[Stored items]
• • • •

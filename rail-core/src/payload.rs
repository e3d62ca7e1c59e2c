use serde::{Deserialize, Serialize};
use serde_json::{Map, Value};

/// Untyped request body handed to an operation.
///
/// Handlers pull the fields they need by name; a missing or non-string field reads as "".
#[derive(Debug, Clone, Default, PartialEq, Serialize, Deserialize)]
#[serde(transparent)]
pub struct Payload(Map<String, Value>);

impl Payload {
    pub fn new() -> Self {
        Self(Map::new())
    }

    pub fn with(mut self, key: &str, value: impl Into<Value>) -> Self {
        self.0.insert(key.to_string(), value.into());
        self
    }

    pub fn str_field(&self, key: &str) -> &str {
        self.0.get(key).and_then(Value::as_str).unwrap_or_default()
    }
}

impl From<Map<String, Value>> for Payload {
    fn from(map: Map<String, Value>) -> Self {
        Self(map)
    }
}

/// Anything other than a JSON object becomes an empty payload.
impl From<Value> for Payload {
    fn from(value: Value) -> Self {
        match value {
            Value::Object(map) => Self(map),
            _ => Self::new(),
        }
    }
}

impl<K: Into<String>, V: Into<Value>> FromIterator<(K, V)> for Payload {
    fn from_iter<I: IntoIterator<Item = (K, V)>>(iter: I) -> Self {
        Self(iter.into_iter().map(|(k, v)| (k.into(), v.into())).collect())
    }
}

#[cfg(test)]
mod tests {
    use super::*;
    use serde_json::json;

    #[test]
    fn test_missing_and_non_string_fields_read_empty() {
        let payload = Payload::from(json!({ "pnr": 1234567890, "from": "NDLS" }));
        assert_eq!(payload.str_field("from"), "NDLS");
        assert_eq!(payload.str_field("pnr"), "");
        assert_eq!(payload.str_field("to"), "");
    }

    #[test]
    fn test_non_object_becomes_empty() {
        assert_eq!(Payload::from(json!(["login"])), Payload::new());
        assert_eq!(Payload::from(Value::Null), Payload::new());
    }

    #[test]
    fn test_builder_and_iterator() {
        let built = Payload::new().with("username", "demo123").with("password", "Demo@123");
        let collected: Payload = [("username", "demo123"), ("password", "Demo@123")]
            .into_iter()
            .collect();
        assert_eq!(built, collected);
        assert_eq!(built.str_field("password"), "Demo@123");
    }
}
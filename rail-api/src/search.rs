use rail_core::{ApiSuccess, Payload, ResponseData, SearchParams, TrainSearchResult};
use tracing::info;

use crate::{error::AppError, state::AppState};

/// No match is still a success, with an empty list.
pub async fn search_trains(state: &AppState, payload: &Payload) -> Result<ApiSuccess, AppError> {
    let params = SearchParams {
        from: payload.str_field("from").to_string(),
        to: payload.str_field("to").to_string(),
        date: payload.str_field("date").to_string(),
    };

    let trains = state.trains.search_trains(&params.from, &params.to).await?;
    info!(from = %params.from, to = %params.to, results = trains.len(), "Train search");

    Ok(ApiSuccess::new(
        "Trains fetched successfully",
        ResponseData::SearchTrains(TrainSearchResult {
            trains,
            search_params: params,
        }),
    ))
}
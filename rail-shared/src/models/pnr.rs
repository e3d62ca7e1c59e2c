use serde::{Deserialize, Serialize};
use std::fmt;

/// Booking status carried by a PNR record.
///
/// On the wire the status is the short code used by the booking system
/// (`CNF`, `WL`); unknown codes are kept verbatim.
#[derive(Debug, Clone, PartialEq, Eq, Serialize, Deserialize)]
#[serde(from = "String", into = "String")]
pub enum PnrStatus {
    Confirmed,
    Waitlisted,
    Other(String),
}

impl PnrStatus {
    pub fn code(&self) -> &str {
        match self {
            PnrStatus::Confirmed => "CNF",
            PnrStatus::Waitlisted => "WL",
            PnrStatus::Other(code) => code,
        }
    }
}

impl From<String> for PnrStatus {
    fn from(code: String) -> Self {
        match code.as_str() {
            "CNF" => PnrStatus::Confirmed,
            "WL" => PnrStatus::Waitlisted,
            _ => PnrStatus::Other(code),
        }
    }
}

impl From<PnrStatus> for String {
    fn from(status: PnrStatus) -> Self {
        status.code().to_string()
    }
}

impl fmt::Display for PnrStatus {
    fn fmt(&self, f: &mut fmt::Formatter<'_>) -> fmt::Result {
        match self {
            PnrStatus::Confirmed => write!(f, "CONFIRMED"),
            PnrStatus::Waitlisted => write!(f, "WAITLISTED"),
            PnrStatus::Other(code) => write!(f, "{}", code),
        }
    }
}

/// Passenger Name Record as returned by a status lookup.
///
/// `coach`/`seat` are set for confirmed bookings, `waitlist` for waitlisted ones.
/// `train` is the denormalized "number NAME" label, not a key into the route table.
#[derive(Debug, Clone, Serialize, Deserialize, PartialEq)]
pub struct PnrRecord {
    pub pnr: String,
    pub status: PnrStatus,
    #[serde(default, skip_serializing_if = "Option::is_none")]
    pub coach: Option<String>,
    #[serde(default, skip_serializing_if = "Option::is_none")]
    pub seat: Option<String>,
    #[serde(default, skip_serializing_if = "Option::is_none")]
    pub waitlist: Option<String>,
    pub train: String,
}

impl PnrRecord {
    pub fn confirmed(pnr: &str, coach: &str, seat: &str, train: &str) -> Self {
        Self {
            pnr: pnr.to_string(),
            status: PnrStatus::Confirmed,
            coach: Some(coach.to_string()),
            seat: Some(seat.to_string()),
            waitlist: None,
            train: train.to_string(),
        }
    }

    pub fn waitlisted(pnr: &str, position: &str, train: &str) -> Self {
        Self {
            pnr: pnr.to_string(),
            status: PnrStatus::Waitlisted,
            coach: None,
            seat: None,
            waitlist: Some(position.to_string()),
            train: train.to_string(),
        }
    }
}
use rail_core::{LoginData, SignupData, TrainSearchResult};
use rail_shared::{PnrRecord, PnrStatus};

/// One-line status summary for a PNR lookup.
pub fn pnr_summary(record: &PnrRecord) -> String {
    match record.status {
        PnrStatus::Confirmed => format!(
            "Status: CONFIRMED | Coach: {}, Seat: {} | Train: {}",
            record.coach.as_deref().unwrap_or("-"),
            record.seat.as_deref().unwrap_or("-"),
            record.train
        ),
        PnrStatus::Waitlisted => format!(
            "Status: WAITING LIST (WL {}) | Train: {}",
            record.waitlist.as_deref().unwrap_or("-"),
            record.train
        ),
        PnrStatus::Other(ref code) => format!("Status: {} | Train: {}", code, record.train),
    }
}

pub fn login_greeting(data: &LoginData) -> String {
    format!("Login successful! Welcome {}", data.name)
}

/// "Hi, Demo" style label for the signed-in header.
pub fn first_name(data: &LoginData) -> &str {
    data.name.split(' ').next().unwrap_or_default()
}

pub fn signup_confirmation(data: &SignupData) -> String {
    format!("Account created successfully! Your username is: {}", data.username)
}

pub fn search_heading(result: &TrainSearchResult) -> String {
    let params = &result.search_params;
    format!(
        "Trains from {} to {} on {}",
        params.from.to_uppercase(),
        params.to.to_uppercase(),
        params.date
    )
}

pub fn train_lines(result: &TrainSearchResult) -> Vec<String> {
    result
        .trains
        .iter()
        .map(|t| format!("{} {}  {} -> {}  [{}]", t.number, t.name, t.from, t.to, t.classes.join(", ")))
        .collect()
}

• • • •

== REQUIREMENT ==
Copy out all of the data. Keep every word unchanged.

== COMPLETED TASK ==
filename rail-core/src/payload.rs
repository e3d62ca7e1c59e2c
use serde::{Deserialize, Serialize};
use serde_json::{Map, Value};

/// Untyped request body handed to an operation.
///
/// Handlers pull the fields they need by name; a missing or non-string field reads as "".
#[derive(Debug, Clone, Default, PartialEq, Serialize, Deserialize)]
#[serde(transparent)]
pub struct Payload(Map<String, Value>);

impl Payload {
    pub fn new() -> Self {
        Self(Map::new())
    }

    pub fn with(mut self, key: &str, value: impl Into<Value>) -> Self {
        self.0.insert(key.to_string(), value.into());
        self
    }

    pub fn str_field(&self, key: &str) -> &str {
        self.0.get(key).and_then(Value::as_str).unwrap_or_default()
    }
}

impl From<Map<String, Value>> for Payload {
    fn from(map: Map<String, Value>) -> Self {
        Self(map)
    }
}

/// Anything other than a JSON object becomes an empty payload.
impl From<Value> for Payload {
    fn from(value: Value) -> Self {
        match value {
            Value::Object(map) => Self(map),
            _ => Self::new(),
        }
    }
}

impl<K: Into<String>, V: Into<Value>> FromIterator<(K, V)> for Payload {
    fn from_iter<I: IntoIterator<Item = (K, V)>>(iter: I) -> Self {
        Self(iter.into_iter().map(|(k, v)| (k.into(), v.into())).collect())
    }
}

#[cfg(test)]
mod tests {
    use super::*;
    use serde_json::json;

    #[test]
    fn test_missing_and_non_string_fields_read_empty() {
        let payload = Payload::from(json!({ "pnr": 1234567890, "from": "NDLS" }));
        assert_eq!(payload.str_field("from"), "NDLS");
        assert_eq!(payload.str_field("pnr"), "");
        assert_eq!(payload.str_field("to"), "");
    }

    #[test]
    fn test_non_object_becomes_empty() {
        assert_eq!(Payload::from(json!(["login"])), Payload::new());
        assert_eq!(Payload::from(Value::Null), Payload::new());
    }

    #[test]
    fn test_builder_and_iterator() {
        let built = Payload::new().with("username", "demo123").with("password", "Demo@123");
        let collected: Payload = [("username", "demo123"), ("password", "Demo@123")]
            .into_iter()
            .collect();
        assert_eq!(built, collected);
        assert_eq!(built.str_field("password"), "Demo@123");
    }
}
filename rail-api/src/search.rs
use rail_core::{ApiSuccess, Payload, ResponseData, SearchParams, TrainSearchResult};
use tracing::info;

use crate::{error::AppError, state::AppState};

/// No match is still a success, with an empty list.
pub async fn search_trains(state: &AppState, payload: &Payload) -> Result<ApiSuccess, AppError> {
    let params = SearchParams {
        from: payload.str_field("from").to_string(),
        to: payload.str_field("to").to_string(),
        date: payload.str_field("date").to_string(),
    };

    let trains = state.trains.search_trains(&params.from, &params.to).await?;
    info!(from = %params.from, to = %params.to, results = trains.len(), "Train search");

    Ok(ApiSuccess::new(
        "Trains fetched successfully",
        ResponseData::SearchTrains(TrainSearchResult {
            trains,
            search_params: params,
        }),
    ))
}
filename rail-shared/src/models/pnr.rs
repository e3d62ca7e1c59e2c
use serde::{Deserialize, Serialize};
use std::fmt;

/// Booking status carried by a PNR record.
///
/// On the wire the status is the short code used by the booking system
/// (`CNF`, `WL`); unknown codes are kept verbatim.
#[derive(Debug, Clone, PartialEq, Eq, Serialize, Deserialize)]
#[serde(from = "String", into = "String")]
pub enum PnrStatus {
    Confirmed,
    Waitlisted,
    Other(String),
}

impl PnrStatus {
    pub fn code(&self) -> &str {
        match self {
            PnrStatus::Confirmed => "CNF",
            PnrStatus::Waitlisted => "WL",
            PnrStatus::Other(code) => code,
        }
    }
}

impl From<String> for PnrStatus {
    fn from(code: String) -> Self {
        match code.as_str() {
            "CNF" => PnrStatus::Confirmed,
            "WL" => PnrStatus::Waitlisted,
            _ => PnrStatus::Other(code),
        }
    }
}

impl From<PnrStatus> for String {
    fn from(status: PnrStatus) -> Self {
        status.code().to_string()
    }
}

impl fmt::Display for PnrStatus {
    fn fmt(&self, f: &mut fmt::Formatter<'_>) -> fmt::Result {
        match self {
            PnrStatus::Confirmed => write!(f, "CONFIRMED"),
            PnrStatus::Waitlisted => write!(f, "WAITLISTED"),
            PnrStatus::Other(code) => write!(f, "{}", code),
        }
    }
}

/// Passenger Name Record as returned by a status lookup.
///
/// `coach`/`seat` are set for confirmed bookings, `waitlist` for waitlisted ones.
/// `train` is the denormalized "number NAME" label, not a key into the route table.
#[derive(Debug, Clone, Serialize, Deserialize, PartialEq)]
pub struct PnrRecord {
    pub pnr: String,
    pub status: PnrStatus,
    #[serde(default, skip_serializing_if = "Option::is_none")]
    pub coach: Option<String>,
    #[serde(default, skip_serializing_if = "Option::is_none")]
    pub seat: Option<String>,
    #[serde(default, skip_serializing_if = "Option::is_none")]
    pub waitlist: Option<String>,
    pub train: String,
}

impl PnrRecord {
    pub fn confirmed(pnr: &str, coach: &str, seat: &str, train: &str) -> Self {
        Self {
            pnr: pnr.to_string(),
            status: PnrStatus::Confirmed,
            coach: Some(coach.to_string()),
            seat: Some(seat.to_string()),
            waitlist: None,
            train: train.to_string(),
        }
    }

    pub fn waitlisted(pnr: &str, position: &str, train: &str) -> Self {
        Self {
            pnr: pnr.to_string(),
            status: PnrStatus::Waitlisted,
            coach: None,
            seat: None,
            waitlist: Some(position.to_string()),
            train: train.to_string(),
        }
    }
}
use rail_core::{LoginData, SignupData, TrainSearchResult};
use rail_shared::{PnrRecord, PnrStatus};

/// One-line status summary for a PNR lookup.
pub fn pnr_summary(record: &PnrRecord) -> String {
    match record.status {
        PnrStatus::Confirmed => format!(
            "Status: CONFIRMED | Coach: {}, Seat: {} | Train: {}",
            record.coach.as_deref().unwrap_or("-"),
            record.seat.as_deref().unwrap_or("-"),
            record.train
        ),
        PnrStatus::Waitlisted => format!(
            "Status: WAITING LIST (WL {}) | Train: {}",
            record.waitlist.as_deref().unwrap_or("-"),
            record.train
        ),
        PnrStatus::Other(ref code) => format!("Status: {} | Train: {}", code, record.train),
    }
}

pub fn login_greeting(data: &LoginData) -> String {
    format!("Login successful! Welcome {}", data.name)
}

/// "Hi, Demo" style label for the signed-in header.
pub fn first_name(data: &LoginData) -> &str {
    data.name.split(' ').next().unwrap_or_default()
}

pub fn signup_confirmation(data: &SignupData) -> String {
    format!("Account created successfully! Your username is: {}", data.username)
}

pub fn search_heading(result: &TrainSearchResult) -> String {
    let params = &result.search_params;
    format!(
        "Trains from {} to {} on {}",
        params.from.to_uppercase(),
        params.to.to_uppercase(),
        params.date
    )
}

pub fn train_lines(result: &TrainSearchResult) -> Vec<String> {
    result
        .trains
        .iter()
        .map(|t| format!("{} {}  {} -> {}  [{}]", t.number, t.name, t.from, t.to, t.classes.join(", ")))
        .collect()
}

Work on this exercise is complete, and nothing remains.